What is being asked: Below this line is the material. Write out only its lines from the one containing "pub(crate) fn char_width_1000(&self, ch: char)" through the one containing "this face's encoding.", both kept, exactly.

++++++++

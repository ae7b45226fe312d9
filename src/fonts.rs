use std::collections::{BTreeMap, BTreeSet, HashMap};
use std::path::Path;

use pdf_writer::{Name, Pdf, Rect, Ref, Str};
use ttf_parser::Face;

use crate::config::RenderConfig;

/// The two faces a document is set in.
#[derive(Clone, Copy, Debug, PartialEq, Eq, Hash)]
pub enum Weight {
    Regular,
    Bold,
}

struct TrueTypeFace {
    data: Vec<u8>,
    ps_name: String,
    /// char -> (glyph id, advance in 1000-units)
    glyphs: HashMap<char, (u16, f32)>,
    ascent: f32,
    descent: f32,
    cap_height: f32,
    bbox: Rect,
}

enum FaceMetrics {
    /// One of the standard-14 Helvetica faces, WinAnsi widths for bytes 32..=255.
    Standard {
        base_font: &'static [u8],
        widths_1000: Vec<f32>,
    },
    TrueType(Box<TrueTypeFace>),
}

pub struct FontFace {
    pub(crate) pdf_name: String,
    metrics: FaceMetrics,
}

impl FontFace {
    fn standard(weight: Weight) -> Self {
        let (pdf_name, base_font): (&str, &'static [u8]) = match weight {
            Weight::Regular => ("F1", b"Helvetica"),
            Weight::Bold => ("F2", b"Helvetica-Bold"),
        };
        FontFace {
            pdf_name: pdf_name.to_string(),
            metrics: FaceMetrics::Standard {
                base_font,
                widths_1000: helvetica_widths(weight),
            },
        }
    }

    fn truetype(weight: Weight, path: &Path) -> Option<Self> {
        let data = match std::fs::read(path) {
            Ok(data) => data,
            Err(e) => {
                log::warn!("Cannot read font {}: {e}", path.display());
                return None;
            }
        };
        let face = parse_truetype(data)?;
        let pdf_name = match weight {
            Weight::Regular => "F1",
            Weight::Bold => "F2",
        };
        Some(FontFace {
            pdf_name: pdf_name.to_string(),
            metrics: FaceMetrics::TrueType(Box::new(face)),
        })
    }

    /// Width of a single character in 1000-units. Characters the face cannot
    /// encode are dropped when drawn, so they measure as zero.
    pub(crate) fn char_width_1000(&self, ch: char) -> f32 {
        match &self.metrics {
            FaceMetrics::Standard { widths_1000, .. } => {
                let byte = char_to_winansi(ch);
                if byte >= 32 {
                    widths_1000[(byte - 32) as usize]
                } else {
                    0.0
                }
            }
            FaceMetrics::TrueType(tt) => tt.glyphs.get(&ch).map(|&(_, w)| w).unwrap_or(0.0),
        }
    }

    pub fn text_width(&self, text: &str, font_size: f32) -> f32 {
        text.chars()
            .map(|ch| self.char_width_1000(ch) * font_size / 1000.0)
            .sum()
    }

    /// Bytes for a `Tj` string operand in this face's encoding.
    pub(crate) fn encode(&self, text: &str) -> Vec<u8> {
        match &self.metrics {
            FaceMetrics::Standard { .. } => to_winansi_bytes(text),
            FaceMetrics::TrueType(tt) => {
                let mut out = Vec::with_capacity(text.len() * 2);
                for ch in text.chars() {
                    if let Some(&(gid, _)) = tt.glyphs.get(&ch) {
                        out.extend_from_slice(&gid.to_be_bytes());
                    }
                }
                out
            }
        }
    }

    /// Whether `ch` survives [`FontFace::encode`].
    pub fn can_encode(&self, ch: char) -> bool {
        match &self.metrics {
            FaceMetrics::Standard { .. } => char_to_winansi(ch) >= 32,
            FaceMetrics::TrueType(tt) => tt.glyphs.contains_key(&ch),
        }
    }

    pub fn is_embedded(&self) -> bool {
        matches!(self.metrics, FaceMetrics::TrueType(_))
    }
}

/// Regular and bold faces shared by every page of a document.
pub struct FontContext {
    regular: FontFace,
    bold: FontFace,
}

impl FontContext {
    /// Built-in Helvetica pair; needs no font files.
    pub fn standard() -> Self {
        FontContext {
            regular: FontFace::standard(Weight::Regular),
            bold: FontFace::standard(Weight::Bold),
        }
    }

    /// Load the faces named by the config, falling back to Helvetica for any
    /// face that is not configured or cannot be parsed.
    pub fn load(cfg: &RenderConfig) -> Self {
        let load = |weight: Weight, path: Option<&Path>| {
            path.and_then(|p| FontFace::truetype(weight, p))
                .unwrap_or_else(|| {
                    if let Some(p) = path {
                        log::warn!("Font {} unusable, using Helvetica ({weight:?})", p.display());
                    }
                    FontFace::standard(weight)
                })
        };
        FontContext {
            regular: load(Weight::Regular, cfg.font_regular.as_deref()),
            bold: load(Weight::Bold, cfg.font_bold.as_deref()),
        }
    }

    pub fn face(&self, weight: Weight) -> &FontFace {
        match weight {
            Weight::Regular => &self.regular,
            Weight::Bold => &self.bold,
        }
    }

    /// Write both font dictionaries. `used` lists the characters drawn in each
    /// face; embedded faces only get width and ToUnicode entries for those.
    pub(crate) fn write(
        &self,
        pdf: &mut Pdf,
        alloc: &mut impl FnMut() -> Ref,
        used: &HashMap<Weight, BTreeSet<char>>,
    ) -> Vec<(String, Ref)> {
        let empty = BTreeSet::new();
        [Weight::Regular, Weight::Bold]
            .into_iter()
            .map(|weight| {
                let face = self.face(weight);
                let font_ref = alloc();
                let chars = used.get(&weight).unwrap_or(&empty);
                match &face.metrics {
                    FaceMetrics::Standard { base_font, .. } => {
                        pdf.type1_font(font_ref)
                            .base_font(Name(base_font))
                            .encoding_predefined(Name(b"WinAnsiEncoding"));
                    }
                    FaceMetrics::TrueType(tt) => write_truetype(pdf, font_ref, tt, chars, alloc),
                }
                (face.pdf_name.clone(), font_ref)
            })
            .collect()
    }
}

fn parse_truetype(data: Vec<u8>) -> Option<TrueTypeFace> {
    let face = match Face::parse(&data, 0) {
        Ok(face) => face,
        Err(e) => {
            log::warn!("Font parse failed: {e}");
            return None;
        }
    };

    let units = face.units_per_em() as f32;
    let scale = |v: f32| v / units * 1000.0;

    let mut glyphs = HashMap::new();
    if let Some(cmap) = face.tables().cmap {
        for subtable in cmap.subtables {
            if !subtable.is_unicode() {
                continue;
            }
            subtable.codepoints(|cp| {
                let Some(ch) = char::from_u32(cp) else {
                    return;
                };
                if let Some(gid) = subtable.glyph_index(cp) {
                    let adv = face.glyph_hor_advance(gid).unwrap_or(0) as f32;
                    glyphs.entry(ch).or_insert((gid.0, scale(adv)));
                }
            });
        }
    }
    if glyphs.is_empty() {
        log::warn!("Font has no Unicode cmap");
        return None;
    }

    let ps_name = face
        .names()
        .into_iter()
        .find(|n| n.name_id == ttf_parser::name_id::POST_SCRIPT_NAME && n.is_unicode())
        .and_then(|n| n.to_string())
        .unwrap_or_else(|| "EmbeddedFont".to_string())
        .replace(' ', "");

    let bb = face.global_bounding_box();
    let bbox = Rect::new(
        scale(bb.x_min as f32),
        scale(bb.y_min as f32),
        scale(bb.x_max as f32),
        scale(bb.y_max as f32),
    );

    let ascent = scale(face.ascender() as f32);
    let descent = scale(face.descender() as f32);
    let cap_height = face
        .capital_height()
        .map(|h| scale(h as f32))
        .unwrap_or(700.0);

    Some(TrueTypeFace {
        data,
        ps_name,
        glyphs,
        ascent,
        descent,
        cap_height,
        bbox,
    })
}

/// Embed a TrueType face whole as a CIDFont (Type0 composite) with Identity-H encoding.
fn write_truetype(
    pdf: &mut Pdf,
    font_ref: Ref,
    tt: &TrueTypeFace,
    used_chars: &BTreeSet<char>,
    alloc: &mut impl FnMut() -> Ref,
) {
    let descriptor_ref = alloc();
    let data_ref = alloc();
    let cid_font_ref = alloc();
    let tounicode_ref = alloc();

    let data_len = i32::try_from(tt.data.len()).unwrap_or(i32::MAX);
    pdf.stream(data_ref, &tt.data).pair(Name(b"Length1"), data_len);

    pdf.font_descriptor(descriptor_ref)
        .name(Name(tt.ps_name.as_bytes()))
        .flags(pdf_writer::types::FontFlags::NON_SYMBOLIC)
        .bbox(tt.bbox)
        .italic_angle(0.0)
        .ascent(tt.ascent)
        .descent(tt.descent)
        .cap_height(tt.cap_height)
        .stem_v(80.0)
        .font_file2(data_ref);

    let system_info = || pdf_writer::types::SystemInfo {
        registry: Str(b"Adobe"),
        ordering: Str(b"Identity"),
        supplement: 0,
    };

    // gid -> (width, char); BTreeMap keeps the W array sorted
    let used_glyphs: BTreeMap<u16, (f32, char)> = used_chars
        .iter()
        .filter_map(|&ch| tt.glyphs.get(&ch).map(|&(gid, w)| (gid, (w, ch))))
        .collect();

    {
        let mut cid = pdf.cid_font(cid_font_ref);
        cid.subtype(pdf_writer::types::CidFontType::Type2);
        cid.base_font(Name(tt.ps_name.as_bytes()));
        cid.system_info(system_info());
        cid.font_descriptor(descriptor_ref);
        cid.default_width(0.0);
        cid.cid_to_gid_map_predefined(Name(b"Identity"));
        if !used_glyphs.is_empty() {
            let mut w = cid.widths();
            for (&gid, &(width, _)) in &used_glyphs {
                w.consecutive(gid, [width]);
            }
        }
    }

    let cmap_name = format!("{}-UTF16", tt.ps_name);
    let mut cmap = pdf_writer::types::UnicodeCmap::new(Name(cmap_name.as_bytes()), system_info());
    for (&gid, &(_, ch)) in &used_glyphs {
        cmap.pair(gid, ch);
    }
    let cmap_data = cmap.finish();
    pdf.stream(tounicode_ref, cmap_data.as_slice());

    pdf.type0_font(font_ref)
        .base_font(Name(tt.ps_name.as_bytes()))
        .encoding_predefined(Name(b"Identity-H"))
        .descendant_font(cid_font_ref)
        .to_unicode(tounicode_ref);
}

/// Map a single Unicode char to its WinAnsi byte, or 0 if unmappable.
fn char_to_winansi(c: char) -> u8 {
    match c as u32 {
        0x0020..=0x007F => c as u8,
        0x00A0..=0x00FF => c as u8,
        0x20AC => 0x80,
        0x201A => 0x82,
        0x0192 => 0x83,
        0x201E => 0x84,
        0x2026 => 0x85,
        0x2020 => 0x86,
        0x2021 => 0x87,
        0x02C6 => 0x88,
        0x2030 => 0x89,
        0x0160 => 0x8A,
        0x2039 => 0x8B,
        0x0152 => 0x8C,
        0x017D => 0x8E,
        0x2018 => 0x91,
        0x2019 => 0x92,
        0x201C => 0x93,
        0x201D => 0x94,
        0x2022 => 0x95,
        0x2013 => 0x96,
        0x2014 => 0x97,
        0x02DC => 0x98,
        0x2122 => 0x99,
        0x0161 => 0x9A,
        0x203A => 0x9B,
        0x0153 => 0x9C,
        0x017E => 0x9E,
        0x0178 => 0x9F,
        _ => 0,
    }
}

/// Convert a UTF-8 string to WinAnsi (Windows-1252) bytes, dropping unmappable chars.
pub(crate) fn to_winansi_bytes(s: &str) -> Vec<u8> {
    s.chars()
        .map(char_to_winansi)
        .filter(|&b| b >= 32)
        .collect()
}

/// Helvetica / Helvetica-Bold advance widths at 1000 units/em for WinAnsi bytes 32..=255.
fn helvetica_widths(weight: Weight) -> Vec<f32> {
    const REGULAR_ASCII: [u16; 95] = [
        278, 278, 355, 556, 556, 889, 667, 191, 333, 333, 389, 584, 278, 333, 278, 278, // space-/
        556, 556, 556, 556, 556, 556, 556, 556, 556, 556, // 0-9
        278, 278, 584, 584, 584, 556, 1015, // :-@
        667, 667, 722, 722, 667, 611, 778, 722, 278, 500, 667, 556, 833, // A-M
        722, 778, 667, 778, 722, 667, 611, 722, 667, 944, 667, 667, 611, // N-Z
        278, 278, 278, 469, 556, 333, // [-`
        556, 556, 500, 556, 556, 278, 556, 556, 222, 222, 500, 222, 833, // a-m
        556, 556, 556, 556, 333, 500, 278, 556, 500, 722, 500, 500, 500, // n-z
        334, 260, 334, 584, // {-~
    ];
    const BOLD_ASCII: [u16; 95] = [
        278, 333, 474, 556, 556, 889, 722, 238, 333, 333, 389, 584, 278, 333, 278, 278,
        556, 556, 556, 556, 556, 556, 556, 556, 556, 556,
        333, 333, 584, 584, 584, 611, 975,
        722, 722, 722, 722, 667, 611, 778, 722, 278, 556, 722, 611, 833,
        722, 778, 667, 778, 722, 667, 611, 722, 667, 944, 667, 667, 611,
        333, 278, 333, 584, 556, 333,
        556, 611, 556, 611, 556, 333, 611, 611, 278, 278, 556, 278, 889,
        611, 611, 611, 611, 389, 556, 333, 611, 556, 778, 556, 556, 500,
        389, 280, 389, 584,
    ];
    let ascii = match weight {
        Weight::Regular => &REGULAR_ASCII,
        Weight::Bold => &BOLD_ASCII,
    };

    (32u8..=255u8)
        .map(|b| match b {
            32..=126 => ascii[(b - 32) as usize] as f32,
            0x85 | 0x89 | 0x97 => 1000.0, // ellipsis, per mille, em dash
            0x95 => 350.0,                // bullet
            0x91 | 0x92 => 222.0,         // single quotes
            0x93 | 0x94 => 333.0,         // double quotes
            0xA0 => 278.0,                // nbsp
            0xB7 => 278.0,                // middle dot
            _ => 556.0,
        })
        .collect()
}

++++++++

Result below:
    pub(crate) fn char_width_1000(&self, ch: char) -> f32 {
        match &self.metrics {
            FaceMetrics::Standard { widths_1000, .. } => {
                let byte = char_to_winansi(ch);
                if byte >= 32 {
                    widths_1000[(byte - 32) as usize]
                } else {
                    0.0
                }
            }
            FaceMetrics::TrueType(tt) => tt.glyphs.get(&ch).map(|&(_, w)| w).unwrap_or(0.0),
        }
    }

    pub fn text_width(&self, text: &str, font_size: f32) -> f32 {
        text.chars()
            .map(|ch| self.char_width_1000(ch) * font_size / 1000.0)
            .sum()
    }

    /// Bytes for a `Tj` string operand in this face's encoding.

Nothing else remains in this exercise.